Ocurre que la misma enmienda también es muy atractiva para los votantes negros de Virginia. Y el problema es que muchos negros, que son el 20 por ciento de la población de Virginia, consideran que Allen no presta la atención debida a la discriminación y no merece un segundo mandato en el Senado. Las encuestas señalan que el 81 por ciento de los votantes negros simpatiza con Webb.
Al otro lado del río Potomac, la jubilación del veterano senador demócrata Paul Sarbanes ha dejado abierta la contienda entre el demócrata Ben Cardin, un judío que ha sido miembro de la Cámara de Representantes desde 1986, y el católico republicano Michael Steele, quien es el vicegobernador de Maryland. El ingrediente que trastorna todos los cálculos en Maryland es que mientras Cardin es blanco, Steele es negro, de hecho uno más del creciente número de políticos negros que alcanzan posiciones prominentes en el Partido Republicano.

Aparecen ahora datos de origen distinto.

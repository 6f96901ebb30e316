//! Stored row decoding
//!
//! Rows carry the canonical JSON form of the full post; decoding is a
//! pure serde_json deserialization with no side effects.

use super::models::{Post, StoredRow};
use crate::error::AppError;
use crate::service::loader::RecordDecoder;

/// Decoder for JSON payloads written by the refresh pipeline
#[derive(Debug, Clone, Default)]
pub struct JsonRecordDecoder;

impl RecordDecoder for JsonRecordDecoder {
    fn decode(&self, row: &StoredRow) -> Result<Post, AppError> {
        let post: Post = serde_json::from_str(&row.payload)?;
        Ok(post)
    }
}

#[cfg(test)]
mod tests {
    use super::*;
    use crate::data::models::PostAuthor;
    use chrono::Utc;

    fn sample_post() -> Post {
        Post {
            id: "100".to_string(),
            created_at: Utc::now(),
            author: PostAuthor {
                id: "7".to_string(),
                handle: "alice@example.com".to_string(),
                display_name: Some("Alice".to_string()),
                avatar_url: None,
            },
            text: "hello".to_string(),
            media: Vec::new(),
        }
    }

    #[test]
    fn test_decode_round_trips_payload() {
        let post = sample_post();
        let row = post.to_stored_row().unwrap();

        let decoded = JsonRecordDecoder.decode(&row).unwrap();
        assert_eq!(decoded, post);
    }

    #[test]
    fn test_decode_rejects_malformed_payload() {
        let mut row = sample_post().to_stored_row().unwrap();
        row.payload = "{not json".to_string();

        let result = JsonRecordDecoder.decode(&row);
        assert!(matches!(result, Err(AppError::Decode(_))));
    }

    #[test]
    fn test_decode_defaults_missing_media() {
        let post = sample_post();
        let mut row = post.to_stored_row().unwrap();
        // Older payloads may predate the media field
        let mut value: serde_json::Value = serde_json::from_str(&row.payload).unwrap();
        value.as_object_mut().unwrap().remove("media");
        row.payload = value.to_string();

        let decoded = JsonRecordDecoder.decode(&row).unwrap();
        assert!(decoded.media.is_empty());
    }
}
//! SQLite database operations
//!
//! All database access goes through this module. The posts table is the
//! local cache of the remote feed: the refresh pipeline bulk-upserts
//! into it, the loader reads it back through a cursor.

use sqlx::{QueryBuilder, Row, SqlitePool};
use std::path::Path;
use tokio::sync::watch;

use super::cursor::SqliteRowCursor;
use super::models::{FeedQuery, StoredRow};
use crate::error::AppError;

/// Database connection pool wrapper.
///
/// Carries a revision counter that is bumped on every successful bulk
/// upsert; the loader's owner can subscribe to it to learn when the
/// underlying data changed.
pub struct Database {
    pool: SqlitePool,
    changes: watch::Sender<u64>,
}

impl Database {
    /// Connect to SQLite database
    ///
    /// Creates the database file and the posts table if they don't
    /// exist.
    ///
    /// # Arguments
    /// * `path` - Path to SQLite database file
    ///
    /// # Errors
    /// Returns error if connection or schema creation fails
    pub async fn connect(path: &Path) -> Result<Self, AppError> {
        // Create parent directory if it doesn't exist
        if let Some(parent) = path.parent() {
            std::fs::create_dir_all(parent).map_err(|e| AppError::Database(sqlx::Error::Io(e)))?;
        }

        // Create connection string
        let connection_string = format!("sqlite:{}?mode=rwc", path.display());

        // Create connection pool
        let pool = SqlitePool::connect(&connection_string).await?;

        sqlx::query(
            r#"
            CREATE TABLE IF NOT EXISTS posts (
                id TEXT PRIMARY KEY,
                created_at TEXT NOT NULL,
                payload TEXT NOT NULL
            )
            "#,
        )
        .execute(&pool)
        .await?;

        sqlx::query("CREATE INDEX IF NOT EXISTS idx_posts_created_at ON posts (created_at DESC)")
            .execute(&pool)
            .await?;

        tracing::info!(path = %path.display(), "Database connected");

        let (changes, _) = watch::channel(0);

        Ok(Self { pool, changes })
    }

    /// Insert or replace a batch of rows in one statement.
    ///
    /// Bumps the change revision on success so subscribers know to
    /// reload. An empty batch is a no-op and does not signal a change.
    ///
    /// # Returns
    /// Number of rows written
    pub async fn bulk_upsert(&self, rows: &[StoredRow]) -> Result<u64, AppError> {
        if rows.is_empty() {
            return Ok(0);
        }

        let mut builder =
            QueryBuilder::new("INSERT OR REPLACE INTO posts (id, created_at, payload) ");
        builder.push_values(rows, |mut b, row| {
            b.push_bind(&row.id)
                .push_bind(row.created_at)
                .push_bind(&row.payload);
        });

        let result = builder.build().execute(&self.pool).await?;
        let written = result.rows_affected();

        self.changes.send_modify(|revision| *revision += 1);

        tracing::debug!(rows = written, "Bulk upsert completed");
        Ok(written)
    }

    /// Open a sequential read handle over stored posts, newest first.
    ///
    /// The cursor streams rows as they are fetched; close it when done
    /// with traversal (a dropped cursor cleans up as well).
    pub fn open_cursor(&self, query: FeedQuery) -> SqliteRowCursor {
        SqliteRowCursor::open(self.pool.clone(), query)
    }

    /// Subscribe to the change revision counter.
    ///
    /// The receiver's value increments on every successful bulk
    /// upsert. The loader's owner watches it and calls
    /// `note_content_changed` on the loader.
    pub fn subscribe_changes(&self) -> watch::Receiver<u64> {
        self.changes.subscribe()
    }

    /// Count stored posts
    pub async fn count_posts(&self) -> Result<i64, AppError> {
        let row = sqlx::query("SELECT COUNT(*) as count FROM posts")
            .fetch_one(&self.pool)
            .await?;

        Ok(row.get("count"))
    }
}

La vinculación del «voto negro» y los dos partidos dominantes en la política de Estados Unidos ha cambiado a lo largo de la historia. Fue el Partido Republicano, con Abraham Lincoln a la cabeza, el que libró una guerra con el sur esclavista y proclamó la emancipación de los esclavos en 1865. Fueron los políticos demócratas los que perpetuaron la segregación en el sur, hasta que en 1965, un siglo después de la emancipación, el presidente demócrata Lyndon Johnson promulgó la ley de derechos civiles. Durante más de tres décadas, el Partido Demócrata ha dado por seguro el voto de los negros, al igual que el de los hispanos, las mujeres y los sindicalistas.
En algunos asuntos, como la familia tradicional, los valores religiosos y la promoción de las empresas pequeñas y negocios individuales, el Partido Republicano ha respondido en años recientes de manera más satisfactoria a las aspiraciones de muchos negros. A su vez, la insistencia de los demócratas en los programas de asistencia social encuentra una resistencia creciente entre iglesias y grupos activistas negros que ven en tales programas una receta para la dependencia.
La paradoja en Maryland es que algunos ataques de matiz claramente racista contra el republicano Steele no han levantado la voz airada de protesta de las organizaciones negras más prominentes, que siguen esperando los favores del Partido Demócrata. Así, en Virginia, el republicano Allen puede perder la elección porque los negros lo consideran racista, mientras que en Maryland el republicano Steele podría ganarla si la mayoría de los negros abandona el Partido Demócrata.